А за стенами Кремля грохотал заключительный залп в двадцать один бабах: за весь русский народ. Москва давно обожралась и упилась, лишь синие гвардейцы были трезвей трезвого и свежи, как парниковые овощи. Пройти по городу было, как и утром, почти невозможно, хотя сейчас уж никто и не пытался, ухой все наблевались, да и кончалась она на раздаточных пунктах. Прожекторы чертили премудрые фигуры в сморкающемся, вновь сизеющем небе, и снег пока что чуть-чуть, но все более наглея, сыпался на московские окраины. А за окраинами — так и вовсе начиналась метель. Подмосковье сидело перед телевизорами, где по всем каналам гнали сейчас разные серии бесконечной исторической картины «Федор Кузьмич», снятой в мексиканской тайге. Впрочем, по пятому каналу шел «Элиасэ», голливудско-японская кинокомедия по Евсею Бенцу. Владельцы видеомагнитофонов смотрели кто что мог, но отчего-то никто не смотрел порнуху: воздух, видимо, не располагал. Тянулись почти пустые электрички в оба конца области, то бишь из Москвы и в Москву, быстро замерзал лед в канавах раскисшего сердца великой Московии. Недвижно чернели леса под Раменским и Серпуховым, но кое-где, в самых дальних от проезжих путей местах на опушках, хорошо вооруженный и должным образом заколдованный взор мог наблюдать одну и ту же картину.

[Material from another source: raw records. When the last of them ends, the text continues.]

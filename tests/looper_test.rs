mod common;

use async_trait::async_trait;
use common::{definition, task};
use dagmaster::config::DispatchRetryConfig;
use dagmaster::dispatch::{GlobalTaskDispatchWaitingQueue, GlobalTaskDispatchWaitingQueueLooper, TaskDispatchFactory, TaskDispatcher};
use dagmaster::error::DispatchError;
use dagmaster::model::{CommandType, TaskExecutionStatus, TaskInstance, WorkflowInstance};
use dagmaster::runtime::event::{WorkflowEvent, WorkflowEventBus};
use dagmaster::runtime::task::TaskExecutionRunnable;
use parking_lot::Mutex;
use std::sync::Arc;
use std::time::Duration;
use tokio_util::sync::CancellationToken;

/// Records dispatched task ids and answers with a fixed outcome.
struct RecordingDispatcher {
    dispatched: Mutex<Vec<i64>>,
    fail_with: Option<fn() -> DispatchError>,
}

impl RecordingDispatcher {
    fn new(fail_with: Option<fn() -> DispatchError>) -> Arc<Self> {
        Arc::new(Self { dispatched: Mutex::new(Vec::new()), fail_with })
    }

    fn dispatched(&self) -> Vec<i64> {
        self.dispatched.lock().clone()
    }
}

#[async_trait]
impl TaskDispatcher for RecordingDispatcher {
    async fn dispatch_task(&self, runnable: Arc<TaskExecutionRunnable>) -> Result<(), DispatchError> {
        self.dispatched.lock().push(runnable.task_instance_id());
        match self.fail_with {
            Some(error) => Err(error()),
            None => {
                runnable.mark_dispatched("worker-1");
                Ok(())
            }
        }
    }
}

struct Fixture {
    queue: Arc<GlobalTaskDispatchWaitingQueue>,
    bus: Arc<WorkflowEventBus>,
    looper: GlobalTaskDispatchWaitingQueueLooper,
}

fn fixture(dispatcher: Arc<RecordingDispatcher>, retry: DispatchRetryConfig) -> Fixture {
    let queue = Arc::new(GlobalTaskDispatchWaitingQueue::new());
    let bus = Arc::new(WorkflowEventBus::new());
    let looper = GlobalTaskDispatchWaitingQueueLooper::new(
        "test-looper",
        queue.clone(),
        Arc::new(TaskDispatchFactory::new(dispatcher)),
        retry,
        bus.clone(),
        CancellationToken::new(),
    );
    Fixture { queue, bus, looper }
}

fn runnable(queue: &Arc<GlobalTaskDispatchWaitingQueue>, id: i64) -> Arc<TaskExecutionRunnable> {
    let def = definition(1, vec![task(10, "t")], &[]);
    let mut workflow = WorkflowInstance::new(&def, CommandType::StartProcess);
    workflow.id = 1;
    let mut instance = TaskInstance::from_definition(&def.tasks[0], &workflow);
    instance.id = id;
    TaskExecutionRunnable::new(instance, queue.clone())
}

fn fast_retry(max_attempts: u32) -> DispatchRetryConfig {
    DispatchRetryConfig {
        initial_delay_ms: 10,
        multiplier: 2.0,
        max_delay_ms: 50,
        max_attempts,
    }
}

fn expect_task_event(event: Option<WorkflowEvent>) -> (i64, TaskExecutionStatus) {
    match event {
        Some(WorkflowEvent::TaskStateChanged(e)) => (e.task_instance_id, e.state),
        other => panic!("expected a task event, got {:?}", other),
    }
}

#[tokio::test]
async fn test_killed_entry_is_never_dispatched() {
    let dispatcher = RecordingDispatcher::new(None);
    let f = fixture(dispatcher.clone(), fast_retry(3));
    let killed = runnable(&f.queue, 1);
    assert!(killed.compare_and_set_state(TaskExecutionStatus::SubmittedSuccess, TaskExecutionStatus::Kill));

    f.looper.dispatch_one(killed).await;

    assert!(dispatcher.dispatched().is_empty());
    assert_eq!(f.queue.get_waiting_dispatch_task_number(), 0);
}

#[tokio::test]
async fn test_submitted_entry_is_dispatched() {
    let dispatcher = RecordingDispatcher::new(None);
    let f = fixture(dispatcher.clone(), fast_retry(3));
    let submitted = runnable(&f.queue, 2);

    f.looper.dispatch_one(submitted.clone()).await;

    assert_eq!(dispatcher.dispatched(), vec![2]);
    assert_eq!(submitted.state(), TaskExecutionStatus::Dispatch);
    assert_eq!(submitted.snapshot().host.as_deref(), Some("worker-1"));
}

#[tokio::test]
async fn test_transient_failure_requeues_then_gives_up() {
    let dispatcher = RecordingDispatcher::new(Some(|| DispatchError::NoAvailableWorker("default".to_string())));
    let f = fixture(dispatcher.clone(), fast_retry(2));
    let mut events = f.bus.register(1);
    let flaky = runnable(&f.queue, 3);

    f.looper.dispatch_one(flaky.clone()).await;
    assert_eq!(f.queue.get_waiting_dispatch_task_number(), 1);
    assert_eq!(flaky.dispatch_failures(), 1);

    let again = tokio::time::timeout(Duration::from_secs(1), f.queue.take_task_execute_runnable())
        .await
        .expect("requeued entry");
    f.looper.dispatch_one(again).await;
    assert_eq!(flaky.dispatch_failures(), 2);

    let last = tokio::time::timeout(Duration::from_secs(1), f.queue.take_task_execute_runnable())
        .await
        .expect("requeued entry");
    f.looper.dispatch_one(last).await;

    assert_eq!(dispatcher.dispatched(), vec![3, 3, 3]);
    assert_eq!(f.queue.get_waiting_dispatch_task_number(), 0);
    assert_eq!(expect_task_event(events.try_recv().ok()), (3, TaskExecutionStatus::Failure));
}

#[tokio::test]
async fn test_permanent_failure_fails_the_task() {
    let dispatcher = RecordingDispatcher::new(Some(|| DispatchError::InvalidTaskParams {
        task_code: 10,
        message: "bad".to_string(),
    }));
    let f = fixture(dispatcher, fast_retry(5));
    let mut events = f.bus.register(1);

    f.looper.dispatch_one(runnable(&f.queue, 4)).await;

    assert_eq!(f.queue.get_waiting_dispatch_task_number(), 0);
    assert_eq!(expect_task_event(events.try_recv().ok()), (4, TaskExecutionStatus::Failure));
}

#[tokio::test]
async fn test_failure_of_cancelled_task_reports_kill() {
    let dispatcher = RecordingDispatcher::new(Some(|| DispatchError::NoAvailableWorker("default".to_string())));
    let f = fixture(dispatcher, fast_retry(5));
    let mut events = f.bus.register(1);
    let cancelled = runnable(&f.queue, 5);
    cancelled.cancel();

    f.looper.dispatch_one(cancelled).await;

    assert_eq!(f.queue.get_waiting_dispatch_task_number(), 0);
    assert_eq!(expect_task_event(events.try_recv().ok()), (5, TaskExecutionStatus::Kill));
}

#[tokio::test]
async fn test_run_loop_drains_queue_until_cancelled() {
    let dispatcher = RecordingDispatcher::new(None);
    let queue = Arc::new(GlobalTaskDispatchWaitingQueue::new());
    let cancel = CancellationToken::new();
    let looper = GlobalTaskDispatchWaitingQueueLooper::new(
        "test-looper",
        queue.clone(),
        Arc::new(TaskDispatchFactory::new(dispatcher.clone())),
        fast_retry(1),
        Arc::new(WorkflowEventBus::new()),
        cancel.clone(),
    );
    let handle = tokio::spawn(looper.run());

    for id in 1..=3 {
        queue.dispatch_task_execute_runnable(runnable(&queue, id));
    }
    for _ in 0..100 {
        if dispatcher.dispatched().len() == 3 {
            break;
        }
        tokio::time::sleep(Duration::from_millis(10)).await;
    }

    let mut dispatched = dispatcher.dispatched();
    dispatched.sort();
    assert_eq!(dispatched, vec![1, 2, 3]);

    cancel.cancel();
    tokio::time::timeout(Duration::from_secs(1), handle)
        .await
        .expect("looper did not stop")
        .expect("looper panicked");
}
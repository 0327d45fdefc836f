use anyhow::{Context as AnyhowContext, Result};
use serde::{Deserialize, Serialize};
use std::collections::HashMap;
use std::fs;
use std::path::Path;
use std::time::Duration;

use crate::taskgroup::TaskGroup;

#[derive(Debug, Clone, Serialize, Deserialize)]
pub struct MasterConfig {
    /// Identity of this master, also used as the host of logic tasks. Generated when absent.
    #[serde(default)]
    pub host: Option<String>,

    #[serde(default = "default_looper_count")]
    pub dispatch_looper_count: usize,

    #[serde(default)]
    pub dispatch_retry: DispatchRetryConfig,

    /// Static worker registry: worker group name to worker hosts.
    #[serde(default = "default_worker_groups")]
    pub worker_groups: HashMap<String, Vec<String>>,

    #[serde(default)]
    pub task_groups: Vec<TaskGroup>,

    #[serde(default)]
    pub redis: Option<RedisConfig>,
}

/// Bounded exponential backoff for transient dispatch failures.
#[derive(Debug, Clone, Serialize, Deserialize)]
pub struct DispatchRetryConfig {
    pub initial_delay_ms: u64,
    pub multiplier: f64,
    pub max_delay_ms: u64,
    pub max_attempts: u32,
}

#[derive(Debug, Clone, Serialize, Deserialize)]
pub struct RedisConfig {
    pub url: String,
    #[serde(default = "default_key_prefix")]
    pub key_prefix: String,
}

impl Default for MasterConfig {
    fn default() -> Self {
        Self {
            host: None,
            dispatch_looper_count: default_looper_count(),
            dispatch_retry: DispatchRetryConfig::default(),
            worker_groups: default_worker_groups(),
            task_groups: Vec::new(),
            redis: None,
        }
    }
}

impl Default for DispatchRetryConfig {
    fn default() -> Self {
        Self {
            initial_delay_ms: 1000,
            multiplier: 2.0,
            max_delay_ms: 60_000,
            max_attempts: 10,
        }
    }
}

impl DispatchRetryConfig {
    /// Delay before retry number `attempt` (1-based).
    pub fn delay_for(&self, attempt: u32) -> Duration {
        let exponent = attempt.saturating_sub(1).min(63) as i32;
        let raw = self.initial_delay_ms as f64 * self.multiplier.max(1.0).powi(exponent);
        let capped = raw.min(self.max_delay_ms as f64).max(0.0);
        Duration::from_millis(capped as u64)
    }
}

impl MasterConfig {
    pub fn load(path: &Path) -> Result<Self> {
        let content = fs::read_to_string(path)
            .with_context(|| format!("Failed to read config file from {}", path.display()))?;
        let config: MasterConfig = serde_yaml::from_str(&content)
            .with_context(|| format!("Failed to parse config file {}", path.display()))?;
        Ok(config)
    }
}

fn default_looper_count() -> usize {
    1
}

fn default_worker_groups() -> HashMap<String, Vec<String>> {
    HashMap::from([("default".to_string(), vec!["localhost".to_string()])])
}

fn default_key_prefix() -> String {
    "dagmaster".to_string()
}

Среди малой полянки всегда стоял пень, притом непременно слегка тронутый огнем, еловый или сосновый. В пень был воткнут нож, охотничий, непременно ржавый, — эдак внаклон воткнут. Каждые четыре-пять минут из леса выходил волк, серый, с прижатыми ушами, с висящим палкой хвостом, делал короткую разбежку, перекувыркивался в воздухе над пнем через голову, пролетал над ножом и приземлялся на две ноги. Именно на две — потому что теперь это был человек. Высокий ли, низкий ли, чаще обутый в кроссовки, реже в датские полуботинки, одетый в куртку-аляску, иной же раз в теплый плащ на гороховой подкладке. Человек бегло, еще по-волчьи зыркал по сторонам — и уходил прочь. А потом из чащи выходил следующий волк, разбегался, и… вот именно.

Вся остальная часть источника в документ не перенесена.